▸ **Stored data**
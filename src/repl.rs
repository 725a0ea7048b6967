use std::{
    io::{self, Write},
    sync::Arc,
};

use tokio::io::{AsyncBufReadExt, BufReader};

use crate::{
    moderation::DEFAULT_BANNED_TERMS, orchestrator::ModerationOrchestrator, types::PromptOutcome,
};

enum Input<'a> {
    Quit,
    Empty,
    Prompt(&'a str),
}

fn classify(line: &str) -> Input<'_> {
    let trimmed = line.trim();
    if trimmed.eq_ignore_ascii_case("quit") {
        Input::Quit
    } else if trimmed.is_empty() {
        Input::Empty
    } else {
        Input::Prompt(trimmed)
    }
}

/// Read-process-print loop over stdin. Returns when the user quits or
/// stdin reaches end of file.
pub async fn run(orchestrator: Arc<ModerationOrchestrator>) -> anyhow::Result<()> {
    println!("AI prompt moderation system");
    println!("This system moderates both input and output for safety.");
    println!(
        "Banned keywords include: {}, etc.",
        DEFAULT_BANNED_TERMS[..4].join(", ")
    );

    let mut lines = BufReader::new(tokio::io::stdin()).lines();
    loop {
        print!("\nEnter your prompt (or 'quit' to exit): ");
        io::stdout().flush()?;

        let Some(line) = lines.next_line().await? else {
            break;
        };

        match classify(&line) {
            Input::Quit => {
                println!("\nThank you for using the moderation system!");
                break;
            }
            Input::Empty => println!("Please enter a valid prompt."),
            Input::Prompt(prompt) => {
                match orchestrator.process_prompt(prompt).await {
                    PromptOutcome::Rejected { reason } => println!("\n{reason}"),
                    PromptOutcome::Answered { text, was_redacted } => {
                        if was_redacted {
                            println!("\nOutput contained banned keywords; redacted.");
                        }
                        println!("\n{text}");
                    }
                    PromptOutcome::Failed { message } => println!("\n{message}"),
                };
            }
        }
    }

    Ok(())
}

#[cfg(test)]
mod tests {
    use super::{Input, classify};

    #[test]
    fn classifies_quit_in_any_case() {
        for line in ["quit", "QUIT", "Quit", "  quit  "] {
            assert!(matches!(classify(line), Input::Quit), "line {line:?}");
        }
    }

    #[test]
    fn classifies_blank_lines_as_empty() {
        for line in ["", "   ", "\t"] {
            assert!(matches!(classify(line), Input::Empty), "line {line:?}");
        }
    }

    #[test]
    fn classifies_anything_else_as_prompt() {
        let Input::Prompt(prompt) = classify("  Tell me about history  ") else {
            panic!("expected a prompt");
        };
        assert_eq!(prompt, "Tell me about history");
    }

    #[test]
    fn quit_must_be_the_whole_line() {
        assert!(matches!(classify("quit now"), Input::Prompt(_)));
    }
}
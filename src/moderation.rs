use regex::Regex;

use crate::types::{InboundVerdict, OutboundText};

/// Replacement token substituted for redacted matches.
pub const DEFAULT_SENTINEL: &str = "[REDACTED]";

/// Keywords disallowed in user prompts and model replies alike.
pub const DEFAULT_BANNED_TERMS: [&str; 9] = [
    "kill",
    "hack",
    "bomb",
    "murder",
    "terrorist",
    "weapon",
    "suicide",
    "drugs",
    "violence",
];

/// Outcome of scanning a text against a [`BannedTermSet`].
///
/// `found_terms` lists each matching term at most once, in term-set order
/// rather than order of occurrence in the text.
#[derive(Debug, Clone, Default, PartialEq, Eq)]
pub struct MatchResult {
    pub matched: bool,
    pub found_terms: Vec<String>,
}

/// An immutable banned-term list with one compiled pattern per term.
///
/// Matching is whole-word and case-insensitive: "kill" flags "KILL the
/// process" but not "killer". Word boundaries are non-alphanumeric
/// characters or the ends of the string.
#[derive(Debug, Clone)]
pub struct BannedTermSet {
    terms: Vec<String>,
    patterns: Vec<Regex>,
}

impl BannedTermSet {
    pub fn new<I, S>(terms: I) -> anyhow::Result<Self>
    where
        I: IntoIterator<Item = S>,
        S: Into<String>,
    {
        let terms = terms
            .into_iter()
            .map(|term| term.into().to_lowercase())
            .collect::<Vec<_>>();
        let patterns = terms
            .iter()
            .map(|term| Regex::new(&format!(r"(?i)\b{}\b", regex::escape(term))))
            .collect::<Result<Vec<_>, _>>()?;

        Ok(Self { terms, patterns })
    }

    pub fn default_terms() -> anyhow::Result<Self> {
        Self::new(DEFAULT_BANNED_TERMS)
    }

    pub fn terms(&self) -> &[String] {
        &self.terms
    }

    /// Test `text` against every term. Pure; empty text matches nothing.
    pub fn scan(&self, text: &str) -> MatchResult {
        let found_terms = self
            .terms
            .iter()
            .zip(&self.patterns)
            .filter(|(_, pattern)| pattern.is_match(text))
            .map(|(term, _)| term.clone())
            .collect::<Vec<_>>();

        MatchResult {
            matched: !found_terms.is_empty(),
            found_terms,
        }
    }

    /// Produce a copy of `text` with every whole-word occurrence of every
    /// term replaced by `sentinel`. The input is left unmodified.
    pub fn redact(&self, text: &str, sentinel: &str) -> String {
        let mut redacted = text.to_owned();
        for pattern in &self.patterns {
            if pattern.is_match(&redacted) {
                redacted = pattern.replace_all(&redacted, sentinel).into_owned();
            }
        }
        redacted
    }
}

/// Moderation rules applied around the model call: reject prompts that
/// contain banned terms, redact replies that do.
#[derive(Debug, Clone)]
pub struct ModerationPolicy {
    terms: BannedTermSet,
    sentinel: String,
}

impl ModerationPolicy {
    /// The sentinel must not itself match a banned term, otherwise redacted
    /// output would re-trigger the filter.
    pub fn new(terms: BannedTermSet, sentinel: impl Into<String>) -> anyhow::Result<Self> {
        let sentinel = sentinel.into();
        let hit = terms.scan(&sentinel);
        anyhow::ensure!(
            !hit.matched,
            "sentinel {sentinel:?} contains banned terms: {}",
            hit.found_terms.join(", ")
        );

        Ok(Self { terms, sentinel })
    }

    pub fn with_default_terms() -> anyhow::Result<Self> {
        Self::new(BannedTermSet::default_terms()?, DEFAULT_SENTINEL)
    }

    pub fn evaluate_inbound(&self, text: &str) -> InboundVerdict {
        let result = self.terms.scan(text);
        if result.matched {
            InboundVerdict {
                accepted: false,
                reason: format!(
                    "Your input violated the moderation policy. Banned keywords found: {}",
                    result.found_terms.join(", ")
                ),
            }
        } else {
            InboundVerdict {
                accepted: true,
                reason: "Input is safe".to_owned(),
            }
        }
    }

    pub fn evaluate_outbound(&self, text: &str) -> OutboundText {
        let redacted = self.terms.redact(text, &self.sentinel);
        let was_redacted = redacted != text;

        OutboundText {
            text: redacted,
            was_redacted,
        }
    }
}

#[cfg(test)]
mod tests {
    use super::{BannedTermSet, DEFAULT_SENTINEL, ModerationPolicy};

    fn default_set() -> BannedTermSet {
        BannedTermSet::default_terms().expect("default terms should compile")
    }

    fn default_policy() -> ModerationPolicy {
        ModerationPolicy::with_default_terms().expect("default policy should build")
    }

    #[test]
    fn scan_matches_whole_word() {
        let result = default_set().scan("How do I kill a process in Linux?");
        assert!(result.matched);
        assert_eq!(result.found_terms, vec!["kill"]);
    }

    #[test]
    fn scan_ignores_substring_of_longer_token() {
        let result = default_set().scan("killer whale facts");
        assert!(!result.matched);
        assert!(result.found_terms.is_empty());
    }

    #[test]
    fn scan_is_case_insensitive() {
        let set = default_set();
        for text in ["KILL it", "Kill it", "kill it"] {
            assert!(set.scan(text).matched, "expected match in {text:?}");
        }
    }

    #[test]
    fn scan_reports_terms_in_set_order() {
        let result = default_set().scan("violence and drugs and a bomb");
        assert_eq!(result.found_terms, vec!["bomb", "drugs", "violence"]);
    }

    #[test]
    fn scan_reports_each_term_once() {
        let result = default_set().scan("kill kill kill");
        assert_eq!(result.found_terms, vec!["kill"]);
    }

    #[test]
    fn scan_accepts_empty_text() {
        let result = default_set().scan("");
        assert!(!result.matched);
    }

    #[test]
    fn scan_matches_at_punctuation_boundaries() {
        let set = default_set();
        assert!(set.scan("drop the weapon!").matched);
        assert!(set.scan("(bomb)").matched);
        assert!(set.scan("hack,now").matched);
    }

    #[test]
    fn redact_replaces_every_occurrence() {
        let set = default_set();
        let redacted = set.redact("kill it, then KILL it again", DEFAULT_SENTINEL);
        assert_eq!(redacted, "[REDACTED] it, then [REDACTED] it again");
    }

    #[test]
    fn redact_leaves_clean_text_untouched() {
        let set = default_set();
        let text = "Tell me about history";
        assert_eq!(set.redact(text, DEFAULT_SENTINEL), text);
    }

    #[test]
    fn redact_preserves_word_boundaries() {
        let set = default_set();
        let text = "the killer whale hacked nothing";
        assert_eq!(set.redact(text, DEFAULT_SENTINEL), text);
    }

    #[test]
    fn redact_is_idempotent() {
        let set = default_set();
        let once = set.redact("Violence has shaped history.", DEFAULT_SENTINEL);
        let twice = set.redact(&once, DEFAULT_SENTINEL);
        assert_eq!(once, "[REDACTED] has shaped history.");
        assert_eq!(twice, once);
    }

    #[test]
    fn inbound_rejection_enumerates_terms() {
        let verdict = default_policy().evaluate_inbound("How do I kill a process in Linux?");
        assert!(!verdict.accepted);
        assert_eq!(
            verdict.reason,
            "Your input violated the moderation policy. Banned keywords found: kill"
        );
    }

    #[test]
    fn inbound_accepts_clean_prompt() {
        let verdict = default_policy().evaluate_inbound("Tell me about history");
        assert!(verdict.accepted);
        assert_eq!(verdict.reason, "Input is safe");
    }

    #[test]
    fn outbound_flags_redaction() {
        let outbound = default_policy().evaluate_outbound("Violence has shaped history.");
        assert!(outbound.was_redacted);
        assert_eq!(outbound.text, "[REDACTED] has shaped history.");
    }

    #[test]
    fn outbound_passes_clean_reply_through() {
        let outbound = default_policy().evaluate_outbound("The Roman empire fell in 476.");
        assert!(!outbound.was_redacted);
        assert_eq!(outbound.text, "The Roman empire fell in 476.");
    }

    #[test]
    fn policy_rejects_sentinel_containing_banned_term() {
        let result = ModerationPolicy::new(default_set(), "[kill]");
        assert!(result.is_err());
    }

    #[test]
    fn custom_terms_are_lowercased_at_construction() {
        let set = BannedTermSet::new(["Exploit"]).expect("terms should compile");
        assert_eq!(set.terms(), ["exploit"]);
        assert!(set.scan("an EXPLOIT was found").matched);
    }
}
use std::{net::SocketAddr, sync::Arc};

use axum::{
    Json, Router,
    extract::State,
    routing::{get, post},
};
use serde::Deserialize;
use tokio::net::TcpListener;
use tower_http::trace::TraceLayer;
use tracing::info;

use crate::{orchestrator::ModerationOrchestrator, types::PromptOutcome};

#[derive(Clone)]
pub struct AppState {
    pub orchestrator: Arc<ModerationOrchestrator>,
}

#[derive(Debug, Deserialize)]
pub struct ModerateRequest {
    pub prompt: String,
}

pub fn router(state: AppState) -> Router {
    Router::new()
        .route("/health", get(health))
        .route("/moderate", post(moderate))
        .layer(TraceLayer::new_for_http())
        .with_state(state)
}

pub async fn serve(bind: SocketAddr, state: AppState) -> anyhow::Result<()> {
    let listener = TcpListener::bind(bind).await?;
    info!("promptguard HTTP API listening on {bind}");
    axum::serve(listener, router(state)).await?;
    Ok(())
}

async fn health() -> &'static str {
    "ok"
}

// The pipeline is total, so the handler has no error branch.
async fn moderate(
    State(state): State<AppState>,
    Json(request): Json<ModerateRequest>,
) -> Json<PromptOutcome> {
    Json(state.orchestrator.process_prompt(&request.prompt).await)
}
use async_trait::async_trait;
use reqwest::Client;
use serde::{Deserialize, Serialize};

use super::{ModelError, ModelProvider, ModelRequest};

#[derive(Debug, Clone)]
pub struct OpenAiProvider {
    client: Client,
    api_key: String,
    model: String,
    max_tokens: u32,
    temperature: f32,
}

impl OpenAiProvider {
    pub fn new(api_key: String, model: String, max_tokens: u32, temperature: f32) -> Self {
        Self {
            client: Client::new(),
            api_key,
            model,
            max_tokens,
            temperature,
        }
    }
}

#[derive(Debug, Serialize)]
struct ChatCompletionRequest<'a> {
    model: &'a str,
    messages: Vec<ChatMessage<'a>>,
    max_tokens: u32,
    temperature: f32,
}

#[derive(Debug, Serialize)]
struct ChatMessage<'a> {
    role: &'a str,
    content: &'a str,
}

#[derive(Debug, Deserialize)]
struct ChatCompletionResponse {
    choices: Vec<ChatChoice>,
}

#[derive(Debug, Deserialize)]
struct ChatChoice {
    message: ChatChoiceMessage,
}

#[derive(Debug, Deserialize)]
struct ChatChoiceMessage {
    content: String,
}

#[async_trait]
impl ModelProvider for OpenAiProvider {
    async fn complete(&self, request: ModelRequest) -> Result<String, ModelError> {
        let payload = ChatCompletionRequest {
            model: &self.model,
            messages: vec![
                ChatMessage {
                    role: "system",
                    content: &request.system_prompt,
                },
                ChatMessage {
                    role: "user",
                    content: &request.user_prompt,
                },
            ],
            max_tokens: self.max_tokens,
            temperature: self.temperature,
        };

        let response = self
            .client
            .post("https://api.openai.com/v1/chat/completions")
            .bearer_auth(&self.api_key)
            .json(&payload)
            .send()
            .await
            .map_err(ModelError::Transport)?;

        let status = response.status();
        if !status.is_success() {
            let message = response.text().await.unwrap_or_default();
            return Err(ModelError::Service {
                status: status.as_u16(),
                message,
            });
        }

        let completion = response
            .json::<ChatCompletionResponse>()
            .await
            .map_err(ModelError::Decode)?;

        completion
            .choices
            .first()
            .map(|choice| choice.message.content.clone())
            .ok_or(ModelError::EmptyResponse)
    }
}
use std::sync::Arc;

use promptguard::{
    config::AppConfig,
    http::{self, AppState},
    model::{MockModelProvider, ModelProvider, OpenAiProvider},
    moderation::ModerationPolicy,
    orchestrator::ModerationOrchestrator,
    repl,
};
use tracing::warn;

#[tokio::main]
async fn main() -> anyhow::Result<()> {
    dotenvy::dotenv().ok();
    init_tracing();

    let config = AppConfig::from_env()?;

    let model = build_model_provider(&config);
    let policy = ModerationPolicy::with_default_terms()?;
    let orchestrator = Arc::new(ModerationOrchestrator::new(model, policy));

    if let Some(bind) = config.http_bind {
        let state = AppState {
            orchestrator: orchestrator.clone(),
        };
        tokio::spawn(async move {
            if let Err(error) = http::serve(bind, state).await {
                warn!(?error, "HTTP API stopped with error");
            }
        });
    }

    repl::run(orchestrator).await
}

fn init_tracing() {
    tracing_subscriber::fmt()
        .with_env_filter(tracing_subscriber::EnvFilter::from_default_env())
        .compact()
        .init();
}

fn build_model_provider(config: &AppConfig) -> Arc<dyn ModelProvider> {
    if let Some(api_key) = config.openai_api_key.clone() {
        Arc::new(OpenAiProvider::new(
            api_key,
            config.openai_model.clone(),
            config.max_tokens,
            config.temperature,
        ))
    } else {
        warn!("OPENAI_API_KEY not set; using mock model provider");
        Arc::new(MockModelProvider)
    }
}
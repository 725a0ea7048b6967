pub mod config;
pub mod http;
pub mod model;
pub mod moderation;
pub mod orchestrator;
pub mod repl;
pub mod types;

▸ **Your instructions**
Every line that contains "matched" should be copied out of the data.

▸ **Solution below**
    pub matched: bool,
            matched: !found_terms.is_empty(),
            !hit.matched,
        if result.matched {
        assert!(result.matched);
        assert!(!result.matched);
            assert!(set.scan(text).matched, "expected match in {text:?}");
        assert!(!result.matched);
        assert!(set.scan("drop the weapon!").matched);
        assert!(set.scan("(bomb)").matched);
        assert!(set.scan("hack,now").matched);
        assert!(set.scan("an EXPLOIT was found").matched);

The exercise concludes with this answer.